Reg No
11822034
Rating
Regional
Categories of Special Interest
Architectural, Artistic, Historical, Social
Original Use
House
In Use As
House
Date
1760 - 1800
Coordinates
279518, 195981
Date Recorded
--/--/--
Date Updated
--/--/--
Terraced three-bay two-storey house with dormer attic, c.1780, retaining early fenestration to ground floor. Renovated, c.1920, with timber shopfront inserted to right ground floor. Refenestrated, c.1980, to first floor. Now disused to right ground floor. Gable-ended roof with slate. Clay ridge tiles. Rendered chimney stacks. Square rooflights. Cast-iron rainwater goods on eaves course. Roughcast walls. Painted. Square-headed window openings. Stone sills. Early 6/6 timber sash window to ground floor. Replacement timber casement windows, c.1980, to first floor. Replacement timber panelled door, c.1980, with overlight. Timber shopfront, c.1920, to right ground floor with pilasters, fixed-pane display windows and timber panelled double doors having overlight and timber fascia over with consoles and moulded cornice. Road fronted. Tarmacadam footpath to front.

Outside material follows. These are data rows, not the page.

//! Editor actions and the reducer.
//!
//! `reduce` is a total function: an action that does not apply (dangling
//! diagram/item reference, no actual change) returns the identical
//! `Arc<EditorState>`, never an equal copy. The history layer relies on that
//! reference identity to decide whether a transition happened at all.

use crate::alignment::{align_items, AlignmentMode};
use crate::diagram::{Diagram, DiagramId};
use crate::editor::EditorState;
use crate::geometry::Transform;
use crate::item::{AppearanceValue, DiagramItem, ItemId, Rgba};
use crate::ordering::{order_items, OrderMode};
use kurbo::{Point, Size};
use serde::{Deserialize, Serialize};
use std::sync::Arc;
use uuid::Uuid;

#[derive(Debug, Clone, PartialEq, Serialize, Deserialize)]
pub enum EditorAction {
    AddDiagram {
        diagram_id: DiagramId,
    },
    SelectDiagram {
        diagram_id: DiagramId,
    },
    RemoveDiagram {
        diagram_id: DiagramId,
    },
    RenameDiagram {
        diagram_id: DiagramId,
        title: String,
    },
    SetMaster {
        diagram_id: DiagramId,
        master: Option<DiagramId>,
    },
    ChangeSize {
        width: f64,
        height: f64,
    },
    ChangeColor {
        color: Rgba,
    },
    AddShape {
        diagram_id: DiagramId,
        shape_id: ItemId,
        renderer: String,
        width: f64,
        height: f64,
        position: Point,
    },
    SelectItems {
        diagram_id: DiagramId,
        user_id: String,
        item_ids: Vec<ItemId>,
    },
    RemoveItems {
        diagram_id: DiagramId,
        item_ids: Vec<ItemId>,
    },
    LockItems {
        diagram_id: DiagramId,
        item_ids: Vec<ItemId>,
    },
    UnlockItems {
        diagram_id: DiagramId,
        item_ids: Vec<ItemId>,
    },
    ChangeItemsAppearance {
        diagram_id: DiagramId,
        item_ids: Vec<ItemId>,
        key: String,
        value: AppearanceValue,
    },
    /// The commit an interaction gesture produces: map every targeted leaf
    /// shape from the old selection bounds into the new ones.
    TransformItems {
        diagram_id: DiagramId,
        item_ids: Vec<ItemId>,
        old_bounds: Transform,
        new_bounds: Transform,
    },
    AlignItems {
        mode: AlignmentMode,
        diagram_id: DiagramId,
        item_ids: Vec<ItemId>,
    },
    OrderItems {
        mode: OrderMode,
        diagram_id: DiagramId,
        item_ids: Vec<ItemId>,
    },
    MoveItems {
        diagram_id: DiagramId,
        item_ids: Vec<ItemId>,
        index: usize,
    },
    GroupItems {
        diagram_id: DiagramId,
        group_id: ItemId,
        item_ids: Vec<ItemId>,
    },
    UngroupItems {
        diagram_id: DiagramId,
        group_ids: Vec<ItemId>,
    },
}

impl EditorAction {
    /// An `AddDiagram` action, generating a fresh id when none is given.
    pub fn add_diagram(diagram_id: Option<DiagramId>) -> Self {
        Self::AddDiagram {
            diagram_id: diagram_id.unwrap_or_else(Uuid::new_v4),
        }
    }

    /// An `AddShape` action, generating a fresh shape id.
    pub fn add_shape(
        diagram_id: DiagramId,
        renderer: impl Into<String>,
        width: f64,
        height: f64,
        position: Point,
    ) -> Self {
        Self::AddShape {
            diagram_id,
            shape_id: Uuid::new_v4(),
            renderer: renderer.into(),
            width,
            height,
            position,
        }
    }
}

/// Apply `action` to `state`. Returns the identical `Arc` when the action
/// does not apply.
pub fn reduce(state: &Arc<EditorState>, action: &EditorAction) -> Arc<EditorState> {
    let next = apply(state, action);
    match next {
        Some(next) => Arc::new(next),
        None => {
            log::trace!("action did not apply: {action:?}");
            Arc::clone(state)
        }
    }
}

fn apply(state: &EditorState, action: &EditorAction) -> Option<EditorState> {
    match action {
        EditorAction::AddDiagram { diagram_id } => {
            let added = state.add_diagram(Diagram::new(*diagram_id))?;
            // The first diagram becomes the active one right away.
            if added.diagrams().len() == 1 {
                Some(added.select_diagram(*diagram_id).unwrap_or(added))
            } else {
                Some(added)
            }
        }
        EditorAction::SelectDiagram { diagram_id } => state.select_diagram(*diagram_id),
        EditorAction::RemoveDiagram { diagram_id } => state.remove_diagram(*diagram_id),
        EditorAction::RenameDiagram { diagram_id, title } => {
            state.update_diagram(*diagram_id, |diagram| diagram.rename(title))
        }
        EditorAction::SetMaster { diagram_id, master } => {
            state.update_diagram(*diagram_id, |diagram| diagram.set_master(*master))
        }
        EditorAction::ChangeSize { width, height } => state.change_size(Size::new(*width, *height)),
        EditorAction::ChangeColor { color } => state.change_color(*color),
        EditorAction::AddShape {
            diagram_id,
            shape_id,
            renderer,
            width,
            height,
            position,
        } => state.update_diagram(*diagram_id, |diagram| {
            let shape = DiagramItem::create_shape(*shape_id, renderer.clone(), *width, *height)
                .transform_with(|t| t.move_to(*position));
            diagram.add_visual(shape)
        }),
        EditorAction::SelectItems {
            diagram_id,
            user_id,
            item_ids,
        } => state.update_diagram(*diagram_id, |diagram| diagram.select_items(user_id, item_ids)),
        EditorAction::RemoveItems {
            diagram_id,
            item_ids,
        } => state.update_diagram(*diagram_id, |diagram| diagram.remove_items(item_ids)),
        EditorAction::LockItems {
            diagram_id,
            item_ids,
        } => state.update_diagram(*diagram_id, |diagram| {
            diagram.update_items(item_ids, |item| item.set_locked(true))
        }),
        EditorAction::UnlockItems {
            diagram_id,
            item_ids,
        } => state.update_diagram(*diagram_id, |diagram| {
            diagram.update_items(item_ids, |item| item.set_locked(false))
        }),
        EditorAction::ChangeItemsAppearance {
            diagram_id,
            item_ids,
            key,
            value,
        } => state.update_diagram(*diagram_id, |diagram| {
            diagram.update_items(item_ids, |item| item.set_appearance(key.clone(), value.clone()))
        }),
        EditorAction::TransformItems {
            diagram_id,
            item_ids,
            old_bounds,
            new_bounds,
        } => state.update_diagram(*diagram_id, |diagram| {
            let leaves: Vec<ItemId> = item_ids
                .iter()
                .filter(|id| diagram.item(**id).is_some_and(|item| !item.is_locked()))
                .flat_map(|id| diagram.leaf_items(*id))
                .collect();
            diagram.update_items(&leaves, |item| {
                item.transform_with(|t| t.transform_by_bounds(old_bounds, new_bounds))
            })
        }),
        EditorAction::AlignItems {
            mode,
            diagram_id,
            item_ids,
        } => state.update_diagram(*diagram_id, |diagram| align_items(diagram, *mode, item_ids)),
        EditorAction::OrderItems {
            mode,
            diagram_id,
            item_ids,
        } => state.update_diagram(*diagram_id, |diagram| order_items(diagram, *mode, item_ids)),
        EditorAction::MoveItems {
            diagram_id,
            item_ids,
            index,
        } => state.update_diagram(*diagram_id, |diagram| diagram.move_items(item_ids, *index)),
        EditorAction::GroupItems {
            diagram_id,
            group_id,
            item_ids,
        } => state.update_diagram(*diagram_id, |diagram| diagram.group(*group_id, item_ids)),
        EditorAction::UngroupItems {
            diagram_id,
            group_ids,
        } => state.update_diagram(*diagram_id, |diagram| {
            let mut current = diagram.clone();
            let mut changed = false;
            for id in group_ids {
                if let Some(next) = current.ungroup(*id) {
                    current = next;
                    changed = true;
                }
            }
            changed.then_some(current)
        }),
    }
}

This house is a fine and well-maintained substantial building that is of social and historic interest, representing the early development of Ballitore as a Quaker settlement. Well-maintained, the house retains some important original or early features and materials, including one multi-pane timber sash window to ground floor, together with cast-iron rainwater goods to the slate roof - also retained are subtle items of cast-iron work, including a sill guard to the window opening to ground floor together with a boot scraper to the door opening. Renovated in the early twentieth century to accommodate commercial use to the right ground floor, the timber shopfront is an attractive addition to the composition and represents the true traditional Irish model, composed on a symmetrical plan and without unnecessary ornamentation - the shopfront emphasises the social and historic significance of the house, representing the continued commericalisation of Ballitore in the early twentieth century. Now only in fair condition, the shopfront ought to be preserved in any future renovation works. The house is an integral component of a terrace of late eighteenth century houses and is an attractive feature on the streetscape of the road leading out of Ballitore to the south.